━━━ Provided information
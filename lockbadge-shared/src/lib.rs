pub mod countdown;
pub mod push;
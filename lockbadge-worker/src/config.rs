use std::path::PathBuf;

use directories::ProjectDirs;
use serde::{Deserialize, Serialize};

use crate::AppError;

pub const ENV_CONFIG: &str = "LOCKBADGE_CONFIG";

#[derive(Debug, Clone, Serialize, Deserialize)]
pub struct WorkerConfig {
    /// Initial remaining seconds for the countdown badge. Absent means the
    /// page has no badge and the tick loop stays idle.
    #[serde(default)]
    pub remaining_secs: Option<i64>,
    /// Tick period in seconds.
    #[serde(default = "default_interval")]
    pub interval_secs: u64,
    /// Optional override for opening windows. Example: ["xdg-open"]
    #[serde(default)]
    pub open_cmd: Option<Vec<String>>,
}

impl Default for WorkerConfig {
    fn default() -> Self {
        Self {
            remaining_secs: None,
            interval_secs: default_interval(),
            open_cmd: None,
        }
    }
}

fn default_interval() -> u64 {
    1
}

impl WorkerConfig {
    /// Resolves and loads the config. Every field has a default, so a missing
    /// file at the default location is not an error; an explicitly named file
    /// that fails to load is.
    pub fn find_and_load(cli_value: Option<PathBuf>) -> Result<(Option<PathBuf>, Self), AppError> {
        if let Some(p) = cli_value {
            let cfg = load_config(&p)?;
            return Ok((Some(p), cfg));
        }
        if let Ok(p) = std::env::var(ENV_CONFIG) {
            let p = PathBuf::from(p);
            let cfg = load_config(&p)?;
            return Ok((Some(p), cfg));
        }
        match default_config_path() {
            Some(p) if p.exists() => {
                let cfg = load_config(&p)?;
                Ok((Some(p), cfg))
            }
            _ => Ok((None, Self::default())),
        }
    }
}

pub fn default_config_path() -> Option<PathBuf> {
    let pd = ProjectDirs::from("dev", "lockbadge", "lockbadge")?;
    Some(pd.config_dir().join("worker.yaml"))
}

pub fn load_config(path: &PathBuf) -> Result<WorkerConfig, AppError> {
    let data = std::fs::read_to_string(path)
        .map_err(|e| AppError::Config(format!("read {} failed: {e}", path.display())))?;
    serde_yaml::from_str(&data)
        .map_err(|e| AppError::Config(format!("parse {} failed: {e}", path.display())))
}
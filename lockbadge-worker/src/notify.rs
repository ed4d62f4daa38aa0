use async_trait::async_trait;
use lockbadge_shared::push::NotificationRequest;
use tracing::info;

/// Abstraction over showing and dismissing the relay's notifications.
#[async_trait]
pub trait NotificationBackend: Send {
    /// Shows (or replaces) the notification. Resolves once the display
    /// request has settled.
    async fn show(&mut self, request: &NotificationRequest);
    /// Dismisses the currently shown notification, if any.
    async fn close(&mut self);
}

/// Fallback backend that only logs. Used where no OS notifier is available
/// and as the downgrade target when showing fails.
#[derive(Debug, Default)]
pub struct LogNotifier;

#[async_trait]
impl NotificationBackend for LogNotifier {
    async fn show(&mut self, request: &NotificationRequest) {
        info!(
            title = %request.title,
            body = %request.body,
            url = %request.url,
            "[NOTIFICATION]"
        );
    }

    async fn close(&mut self) {}
}

#[cfg(not(target_os = "windows"))]
pub use os::Notifier;

#[cfg(not(target_os = "windows"))]
mod os {
    use async_trait::async_trait;
    use lockbadge_shared::push::NotificationRequest;
    use tracing::{debug, info, warn};

    use super::NotificationBackend;

    #[derive(Debug)]
    enum NotifierKind {
        NotifyRust,
        LogOnly,
    }

    /// OS notification backend with a log-only downgrade path.
    #[derive(Debug)]
    pub struct Notifier {
        kind: NotifierKind,
        replace_id: u32,
        handle: Option<notify_rust::NotificationHandle>,
    }

    impl Default for Notifier {
        fn default() -> Self {
            Self::new()
        }
    }

    impl Notifier {
        pub fn new() -> Self {
            // Start optimistic; if we fail to show, we downgrade to LogOnly.
            debug!("Notifier created: using notify-rust backend initially");
            Self {
                kind: NotifierKind::NotifyRust,
                replace_id: 2001u32,
                handle: None,
            }
        }

        async fn show_inner(&mut self, request: &NotificationRequest) {
            match self.kind {
                NotifierKind::NotifyRust => {
                    let replace_id = self.replace_id;
                    debug!(title = %request.title, replace_id, "show: building notification");
                    let mut n = notify_rust::Notification::new();
                    let res = n
                        .appname("lockbadge")
                        .summary(&request.title)
                        .body(&request.body)
                        .icon(&request.icon)
                        .id(replace_id)
                        .urgency(notify_rust::Urgency::Normal)
                        .show_async()
                        .await;

                    match res {
                        Ok(handle) => {
                            debug!(title = %request.title, "show: notification shown");
                            self.handle = Some(handle);
                        }
                        Err(e) => {
                            warn!(error=%e, "notify-rust failed; downgrading to LogOnly notifier");
                            self.kind = NotifierKind::LogOnly;
                            self.handle = None;
                            info!(title = %request.title, body = %request.body, "[NOTIFICATION]");
                        }
                    }
                }
                NotifierKind::LogOnly => {
                    info!(title = %request.title, body = %request.body, "[NOTIFICATION]");
                }
            }
        }

        async fn close_inner(&mut self) {
            match self.kind {
                NotifierKind::NotifyRust => {
                    if self.handle.take().is_some() {
                        debug!("close: replacing with short-timeout notification");
                        let replace_id = self.replace_id;
                        let mut n = notify_rust::Notification::new();
                        // Replace the visible notification with an empty,
                        // near-immediate timeout one.
                        let _ = n
                            .appname("lockbadge")
                            .summary("")
                            .id(replace_id)
                            .urgency(notify_rust::Urgency::Low)
                            .timeout(notify_rust::Timeout::Milliseconds(1))
                            .show_async()
                            .await;
                    }
                }
                NotifierKind::LogOnly => {
                    // Nothing visible to dismiss.
                }
            }
        }
    }

    #[async_trait]
    impl NotificationBackend for Notifier {
        async fn show(&mut self, request: &NotificationRequest) {
            self.show_inner(request).await;
        }
        async fn close(&mut self) {
            self.close_inner().await;
        }
    }
}

/// Factory for the default backend.
pub fn default_backend() -> Box<dyn NotificationBackend + Send> {
    #[cfg(not(target_os = "windows"))]
    {
        Box::new(Notifier::new())
    }
    #[cfg(target_os = "windows")]
    {
        Box::new(LogNotifier)
    }
}
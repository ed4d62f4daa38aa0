//! The worker's driver: a periodic scheduler for the countdown badge and a
//! stdin intake feeding the push relay.

use std::path::PathBuf;
use std::sync::Arc;
use std::time::Duration;

use lockbadge_shared::countdown::{BADGE_ELEMENT_ID, Tier};
use tokio::io::AsyncBufReadExt;
use tokio::sync::mpsc;
use tokio::time::sleep;
use tokio_util::sync::CancellationToken;
use tracing::{debug, info, warn};

use crate::config::WorkerConfig;
use crate::relay::{Relay, WorkerEvent};
use crate::widget::{self, Badge};
use crate::{AppError, clients, notify};

/// Entry point for the worker: spawns the badge ticker, the relay, and the
/// event intake, then waits for a shutdown signal.
pub async fn run(config_path: Option<PathBuf>) -> Result<(), AppError> {
    let (cfg_path, cfg) = WorkerConfig::find_and_load(config_path)?;
    info!(path=?cfg_path, "loaded config");

    let cancel = CancellationToken::new();

    let broker = Arc::new(clients::LocalBroker::new(cfg.open_cmd.clone()));
    let relay = Relay::new(notify::default_backend(), broker);
    let (event_tx, event_rx) = mpsc::channel::<WorkerEvent>(16);
    let relay_handle = tokio::spawn(relay.run(event_rx, cancel.child_token()));

    let intake_cancel = cancel.child_token();
    let intake_handle = tokio::spawn(event_intake(event_tx, intake_cancel));

    let badge = cfg.remaining_secs.map(Badge::with_remaining);
    let interval = Duration::from_secs(cfg.interval_secs.max(1));
    let ticker_handle = tokio::spawn(badge_loop(badge, interval, cancel.child_token()));

    shutdown_signal().await;
    info!("shutdown signal received; stopping worker");
    cancel.cancel();

    // Give the loops a moment to finish gracefully.
    let _ = tokio::time::timeout(Duration::from_secs(3), async {
        let _ = ticker_handle.await;
        let _ = relay_handle.await;
    })
    .await;
    // Stdin reads cannot be interrupted cleanly; drop the task.
    intake_handle.abort();
    Ok(())
}

/// Invokes one countdown tick per interval, the scheduler the page script
/// leaves to its caller.
async fn badge_loop(badge: Option<Badge>, interval: Duration, cancel: CancellationToken) {
    let Some(mut badge) = badge else {
        debug!("no countdown badge configured; tick loop idle");
        return;
    };
    let mut tier = badge.tier();
    info!(element = BADGE_ELEMENT_ID, ?tier, "countdown badge started");
    loop {
        tokio::select! {
            _ = cancel.cancelled() => break,
            _ = sleep(interval) => {}
        }
        widget::update_countdown(Some(&mut badge));
        let now = badge.tier();
        if now != tier {
            info!(from=?tier, to=?now, display=%badge.html(), "countdown tier changed");
            tier = now;
        } else {
            debug!(display=%badge.html(), "countdown tick");
        }
        if now == Tier::Locked {
            // Further ticks are no-ops until the attribute is reset from
            // outside, but the schedule keeps firing like the page interval.
            debug!("countdown locked");
        }
    }
}

/// Reads JSON-lines events from stdin and forwards them to the relay. An
/// undecodable envelope is skipped here; a well-formed envelope carrying a
/// malformed payload still reaches the relay and fails there.
async fn event_intake(tx: mpsc::Sender<WorkerEvent>, cancel: CancellationToken) {
    let stdin = tokio::io::BufReader::new(tokio::io::stdin());
    let mut lines = stdin.lines();
    loop {
        tokio::select! {
            _ = cancel.cancelled() => break,
            line = lines.next_line() => {
                match line {
                    Ok(Some(line)) => {
                        let line = line.trim();
                        if line.is_empty() {
                            continue;
                        }
                        match serde_json::from_str::<WorkerEvent>(line) {
                            Ok(event) => {
                                if tx.send(event).await.is_err() {
                                    break;
                                }
                            }
                            Err(e) => warn!(error=%e, "intake: skipping undecodable event"),
                        }
                    }
                    Ok(None) => {
                        info!("intake: stdin closed");
                        break;
                    }
                    Err(e) => {
                        warn!(error=%e, "intake: read failed");
                        break;
                    }
                }
            }
        }
    }
}

async fn shutdown_signal() {
    #[cfg(unix)]
    {
        use tokio::signal::unix::{SignalKind, signal};
        let mut sigint = signal(SignalKind::interrupt()).expect("listen SIGINT");
        let mut sigterm = signal(SignalKind::terminate()).expect("listen SIGTERM");
        tokio::select! {
            _ = sigint.recv() => {
                info!("shutdown: received SIGINT");
            }
            _ = sigterm.recv() => {
                info!("shutdown: received SIGTERM");
            }
        }
    }
    #[cfg(not(unix))]
    {
        let _ = tokio::signal::ctrl_c().await;
        info!("shutdown: received Ctrl+C");
    }
}
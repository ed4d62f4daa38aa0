use std::path::PathBuf;

use clap::{Parser, Subcommand};
use lockbadge_shared::push;

use crate::AppError;
use crate::notify::default_backend;
use crate::widget::{self, Badge};

const HELP_EPILOG: &str = r#"Config resolution order:
  1) --config/-c PATH
  2) $LOCKBADGE_CONFIG
  3) XDG default: ~/.config/lockbadge/worker.yaml
"#;

#[derive(Debug, Parser)]
#[command(
    name = "lockbadge-worker",
    version,
    about = "Countdown badge driver and push notification relay",
    long_about = None,
    after_long_help = HELP_EPILOG,
)]
pub struct Cli {
    /// Path to YAML config file
    #[arg(short, long)]
    pub config: Option<PathBuf>,
    /// Optional subcommand. Without one, runs the worker.
    #[command(subcommand)]
    pub command: Option<Command>,
}

#[derive(Debug, Subcommand)]
pub enum Command {
    /// Render countdown ticks offline and print each redraw
    Tick {
        /// Starting value of the remaining-seconds attribute
        #[arg(long)]
        seconds: i64,
        /// Number of ticks to render
        #[arg(long, default_value_t = 1)]
        count: u32,
    },
    /// Show a single notification from a push payload and exit
    Notify {
        /// JSON payload; omitted means an empty push event (all defaults)
        payload: Option<String>,
    },
}

/// Drives `count` ticks over an in-memory badge and prints each redraw.
pub fn run_tick_cmd(seconds: i64, count: u32) {
    let mut badge = Badge::with_remaining(seconds);
    for _ in 0..count {
        widget::update_countdown(Some(&mut badge));
        println!("{} [{}]", badge.html(), badge.classes().join(" "));
    }
}

/// One-shot backend check: parse the payload and show it for real.
pub async fn run_notify_cmd(payload: Option<&str>) -> Result<(), AppError> {
    let request = push::handle_push(payload).map_err(|e| AppError::Notify(e.to_string()))?;
    let mut backend = default_backend();
    backend.show(&request).await;
    Ok(())
}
━━━━━━
Work required: Give an exact copy of the lines from the one with "let mut badge" through the end of the entries, both ends included.

Expected output:
    let mut badge = Badge::with_remaining(seconds);
    for _ in 0..count {
        widget::update_countdown(Some(&mut badge));
        println!("{} [{}]", badge.html(), badge.classes().join(" "));
    }
}

/// One-shot backend check: parse the payload and show it for real.
pub async fn run_notify_cmd(payload: Option<&str>) -> Result<(), AppError> {
    let request = push::handle_push(payload).map_err(|e| AppError::Notify(e.to_string()))?;
    let mut backend = default_backend();
    backend.show(&request).await;
    Ok(())
}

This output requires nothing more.